Comprehensive preventive measures:

• smooth closing of taps and valves;
• pump power regulator, which slows it down at the first revolutions and prevents it from provoking a shock wave.

Actually, water hammer absorbers have always included “coils” - a wave-like bend of a hot water riser, led into the bathroom from the toilet. Housewives used it as a heated towel rail. In essence, the pipe slowed down the flow of water and eliminated vibrations, reducing the risk of water hammer. However, leaks appeared quite often at the junction of the apartments, especially over the years.

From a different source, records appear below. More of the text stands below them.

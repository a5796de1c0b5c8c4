use clap::{Parser, ValueEnum};
use kumitate::graph::LayoutRequest;
use kumitate::prelude::*;
use std::fs;
use std::io::{self, BufRead, Write};
use std::time::Instant;

/// Define a CLI-specific enum for clap to parse.
#[derive(Debug, Clone, Copy, ValueEnum)]
enum LayoutCli {
    Horizontal,
    Vertical,
}

#[derive(Debug, Clone, Copy, ValueEnum)]
enum OutputFormat {
    Text,
    Json,
}

/// Load an integration, apply edits to it, and inspect its index and graph
#[derive(Parser, Debug)]
#[command(version, about, long_about = None)]
struct Cli {
    /// Path to the integration JSON file. Starts empty when omitted
    integration_path: Option<String>,

    /// Path to a file with one edit command per line
    #[arg(short, long)]
    script: Option<String>,

    /// Direction used when laying out the graph
    #[arg(short, long, value_enum, default_value = "horizontal")]
    layout: LayoutCli,

    /// How to print the final state
    #[arg(short, long, value_enum, default_value = "text")]
    format: OutputFormat,

    /// Write the edited integration back out to this path
    #[arg(short, long)]
    output: Option<String>,

    /// Read edit commands from stdin, one at a time
    #[arg(short = 'i', long, help = "Run in interactive 'human' mode")]
    human: bool,
}

/// One line of an edit script.
#[derive(Debug)]
enum Command {
    Append(Step),
    Insert(usize, Step),
    Delete(usize),
    Replace(Option<usize>, Step),
    Remove(String),
    Branch(String),
    Select(String),
    Undo,
    Redo,
    Clear,
    Show,
}

fn main() {
    tracing_subscriber::fmt()
        .with_env_filter(tracing_subscriber::EnvFilter::from_default_env())
        .with_writer(io::stderr)
        .init();

    let cli = Cli::parse();
    let mode = match cli.layout {
        LayoutCli::Horizontal => LayoutMode::Horizontal,
        LayoutCli::Vertical => LayoutMode::Vertical,
    };

    let load_start = Instant::now();
    let mut editor = Editor::builder()
        .with_layout_mode(mode)
        .build()
        .unwrap_or_else(|e| exit_with_error(&format!("Failed to start editor: {}", e)));
    if let Some(path) = &cli.integration_path {
        let payload = fs::read_to_string(path).unwrap_or_else(|e| {
            exit_with_error(&format!("Failed to read integration file '{}': {}", path, e))
        });
        editor
            .import(payload.as_str())
            .unwrap_or_else(|e| exit_with_error(&format!("Failed to import '{}': {}", path, e)));
        // Loading is not an edit the user should be able to undo.
        editor = Editor::builder()
            .with_integration(editor.integration())
            .with_layout_mode(mode)
            .build()
            .unwrap_or_else(|e| exit_with_error(&format!("Failed to load '{}': {}", path, e)));
    }
    let load_duration = load_start.elapsed();

    let edit_start = Instant::now();
    if let Some(script_path) = &cli.script {
        let script = fs::read_to_string(script_path).unwrap_or_else(|e| {
            exit_with_error(&format!("Failed to read script '{}': {}", script_path, e))
        });
        for (number, line) in script.lines().enumerate() {
            match parse_command(line) {
                Ok(Some(command)) => {
                    if let Err(e) = execute(&mut editor, command) {
                        exit_with_error(&format!("Line {}: {}", number + 1, e));
                    }
                }
                Ok(None) => {}
                Err(e) => exit_with_error(&format!("Line {}: {}", number + 1, e)),
            }
        }
    }
    if cli.human {
        run_interactive(&mut editor);
    }
    let edit_duration = edit_start.elapsed();

    match cli.format {
        OutputFormat::Text => print_summary(&editor),
        OutputFormat::Json => print_json(&editor),
    }

    if let Some(output) = &cli.output {
        let json = editor
            .integration()
            .to_json()
            .unwrap_or_else(|e| exit_with_error(&format!("Failed to serialize: {}", e)));
        fs::write(output, json)
            .unwrap_or_else(|e| exit_with_error(&format!("Failed to write '{}': {}", output, e)));
        println!("Saved integration to '{}'", output);
    }

    if matches!(cli.format, OutputFormat::Text) {
        println!("\n--- Performance Summary ---");
        println!("Loading:  {:?}", load_duration);
        println!("Editing:  {:?}", edit_duration);
    }
}

/// Runs a read-eval-print loop over stdin until EOF or `quit`.
fn run_interactive(editor: &mut Editor) {
    println!("--- Kumitate Interactive Mode ---");
    println!("Commands: append|insert <i>|replace [i] <kind> <name>, delete <i>, remove <id>,");
    println!("          branch <id>, select <id>, undo, redo, clear, show, quit");

    let stdin = io::stdin();
    loop {
        print!("> ");
        if io::stdout().flush().is_err() {
            return;
        }
        let mut line = String::new();
        match stdin.lock().read_line(&mut line) {
            Ok(0) | Err(_) => return,
            Ok(_) => {}
        }
        if line.trim() == "quit" {
            return;
        }
        match parse_command(&line) {
            Ok(Some(command)) => match execute(editor, command) {
                Ok(()) => {}
                Err(e) => println!("Error: {}", e),
            },
            Ok(None) => {}
            Err(e) => println!("Error: {}", e),
        }
    }
}

fn parse_command(line: &str) -> std::result::Result<Option<Command>, String> {
    let line = line.trim();
    if line.is_empty() || line.starts_with('#') {
        return Ok(None);
    }
    let words: Vec<&str> = line.split_whitespace().collect();
    let command = match words.as_slice() {
        ["append", kind, name] => Command::Append(parse_step(kind, name)?),
        ["insert", index, kind, name] => Command::Insert(parse_index(index)?, parse_step(kind, name)?),
        ["delete", index] => Command::Delete(parse_index(index)?),
        ["replace", kind, name] => Command::Replace(None, parse_step(kind, name)?),
        ["replace", index, kind, name] => {
            Command::Replace(Some(parse_index(index)?), parse_step(kind, name)?)
        }
        ["remove", identifier] => Command::Remove(identifier.to_string()),
        ["branch", identifier] => Command::Branch(identifier.to_string()),
        ["select", identifier] => Command::Select(identifier.to_string()),
        ["undo"] => Command::Undo,
        ["redo"] => Command::Redo,
        ["clear"] => Command::Clear,
        ["show"] => Command::Show,
        _ => return Err(format!("Unrecognized command '{}'", line)),
    };
    Ok(Some(command))
}

fn parse_step(kind: &str, name: &str) -> std::result::Result<Step, String> {
    match kind {
        "source" => Ok(Step::source(name)),
        "transform" => Ok(Step::transform(name)),
        "sink" => Ok(Step::sink(name)),
        // A branching transform that accepts any number of branches, starting with one open slot.
        "choice" => Step::transform(name)
            .with_branches(BranchConstraints::new(1, None), vec![Branch::empty()])
            .map_err(|e| e.to_string()),
        other => Err(format!("Unknown step kind '{}'", other)),
    }
}

fn parse_index(raw: &str) -> std::result::Result<usize, String> {
    raw.parse()
        .map_err(|_| format!("'{}' is not a valid step index", raw))
}

fn execute(editor: &mut Editor, command: Command) -> std::result::Result<(), EditError> {
    match command {
        Command::Append(step) => editor.append(step)?,
        Command::Insert(index, step) => editor.insert_at(step, index)?,
        Command::Delete(index) => editor.delete_at(index)?,
        Command::Replace(index, step) => editor.replace_at(step, index)?,
        Command::Remove(identifier) => editor.remove_step(&identifier)?,
        Command::Branch(identifier) => editor.add_branch(&identifier)?,
        Command::Select(identifier) => match editor.select(&identifier) {
            Some(selected) => println!("Selected {} at {}", selected.identifier, selected.path),
            None => println!("Nothing selected"),
        },
        Command::Undo => {
            if !editor.undo() {
                println!("Nothing to undo");
            }
        }
        Command::Redo => {
            if !editor.redo() {
                println!("Nothing to redo");
            }
        }
        Command::Clear => editor.delete_all(),
        Command::Show => print_summary(editor),
    }
    Ok(())
}

fn print_summary(editor: &Editor) {
    let state = editor.state();
    let integration = state.integration();
    println!(
        "\n--- Integration '{}' ({}) ---",
        integration.metadata.name, integration.dsl
    );
    for step in state.steps() {
        print_step(step, 1);
    }

    println!("\n--- Nested Steps ---");
    if state.nested_steps().is_empty() {
        println!("  (none)");
    }
    for entry in state.nested_steps().iter() {
        println!(
            "  {} <- {} at {}",
            entry.step_identifier, entry.origin_step_identifier, entry.path_to_step
        );
    }

    let projected = editor.graph();
    let graph = LayeredLayout::default().arrange(LayoutRequest {
        nodes: projected.nodes,
        edges: projected.edges,
        mode: editor.layout_mode(),
    });
    println!("\n--- Graph ---");
    for node in &graph.nodes {
        let position = node.position.unwrap_or_default();
        println!(
            "  node {:<32} ({:>6.0}, {:>6.0}){}",
            node.id,
            position.x,
            position.y,
            if node.is_placeholder() { " [open slot]" } else { "" }
        );
    }
    for edge in &graph.edges {
        println!("  edge {} -> {} [{:?}]", edge.source, edge.target, edge.kind);
    }
    println!(
        "\nHistory: {} snapshots (undo: {}, redo: {})",
        editor.history_len(),
        editor.can_undo(),
        editor.can_redo()
    );
}

fn print_step(step: &Step, indent: usize) {
    println!(
        "{}{} [{}] '{}'",
        "  ".repeat(indent),
        step.identifier(),
        step.kind(),
        step.name()
    );
    for branch in step.branches() {
        println!("{}{}:", "  ".repeat(indent + 1), branch.identifier());
        for nested in branch.steps() {
            print_step(nested, indent + 2);
        }
    }
}

fn print_json(editor: &Editor) {
    let state = editor.state();
    let output = serde_json::json!({
        "integration": state.integration(),
        "nestedSteps": state.nested_steps().entries(),
        "graph": editor.graph(),
    });
    match serde_json::to_string_pretty(&output) {
        Ok(json) => println!("{}", json),
        Err(e) => exit_with_error(&format!("Failed to serialize output: {}", e)),
    }
}

fn exit_with_error(message: &str) -> ! {
    eprintln!("\nError: {}", message);
    std::process::exit(1);
}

Metal ages faster than high-quality plastic, the installation of ball valves significantly increased the load on the structure, and the difference in materials, when plastic was placed on top and metal was left below, or vice versa, makes itself felt. Because of this, the “coils” do not work.

How to install

General rules:

• the shock absorber is installed on a certain length of pipe (for example, under the ceiling of each odd-numbered floor);
• the best option is when the compensator is located in front of the valve, faucet, valve of household appliances, faucets, and other consumers;
• It is also permissible to place the compensator after the collector outlets (i.e. after check valves) in the apartment (see photo below from S. Savitsky’s blog “Ideas for renovation”);
• if a gearbox is placed, the compensator follows it;
• the compensator must be located directly on the pipe or on a corner transition, and not on its dead-end branch (see photo below);
• the shunt is installed strictly in the direction of water flow;
• the regulator or valve is placed near the controller and connected to it.

Okay, we figured out the pipes and risers. What to do if the house has an electric storage water heater or a gas water heater? The former are usually equipped with their own safety valves. In the case of a “column” or any other instantaneous water heater, the compensator should be placed after the unit - this will extend the life of its hoses and seals.